Tratándose de ustedes

Los libros enfermos

 

La librería anticuaria El Globo olía a galeón de papel y a tinta difunta. Los volúmenes se alineaban en sus estanterías como náufragos puestos a secar, y todo parecía desprender humedad de letras rancias.

Arruza, el librero, deambulaba por aquella atmósfera de bodega de barco con un levitón de mezclilla, maltratando su astigmatismo con la lectura de los lomos, a los que acercaba su nariz de gancho como si quisiera comprobar el estado de descomposición de los volúmenes.

Justo en el instante en que Arruza manipulaba un viejo compendio de gramática, se abrió la puerta.

-¿Qué, le ha entrado algo?

Ignacio Junquera coleccionaba cualquier baratura encuadernada en pergamino, de modo que su biblioteca no sólo había adquirido el tufo del papel agonizante, sino también el propio del taller de un talabartero.

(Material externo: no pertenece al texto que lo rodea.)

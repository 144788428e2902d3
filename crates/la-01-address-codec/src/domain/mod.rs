//! # Domain Layer
//!
//! Address value type and its parsers. No I/O dependencies.

pub mod address;
pub mod errors;
pub mod input;
//! # Domain Layer
//!
//! Pure selection logic with no I/O dependencies.

pub mod balances;
pub mod config;
pub mod entities;
pub mod errors;
pub mod selection;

-Esta semana puede que me entre un lote. De convento.

Junquera se encogió de hombros y fue a sentarse en una banqueta.

-¿No tiene usted frío aquí, Arruza?

El librero, que ya consideraba rutinaria la visita quejumbrosa del bibliófilo, siguió ordenando los estantes, absorto en las meditaciones habituales de los de su profesión, y se detenía de vez en cuando en el hojeo de alguna pieza con la meticulosidad de un forense.

-Éste está hasta el cuello de hongos. . . Un Ibarra.

Y apartó el libro enfermo.

-Esta humedad acaba con cualquier cosa, Arruza. Casi todos mis libros los tengo abarquillados. Parecen sombreros.

-Pues fíjese usted en éste. Parece el ala de un pájaro disecado.

-Por cierto, Arruza, ¿sabe usted que ya está establecido el calendario para nuestra ronda de historias?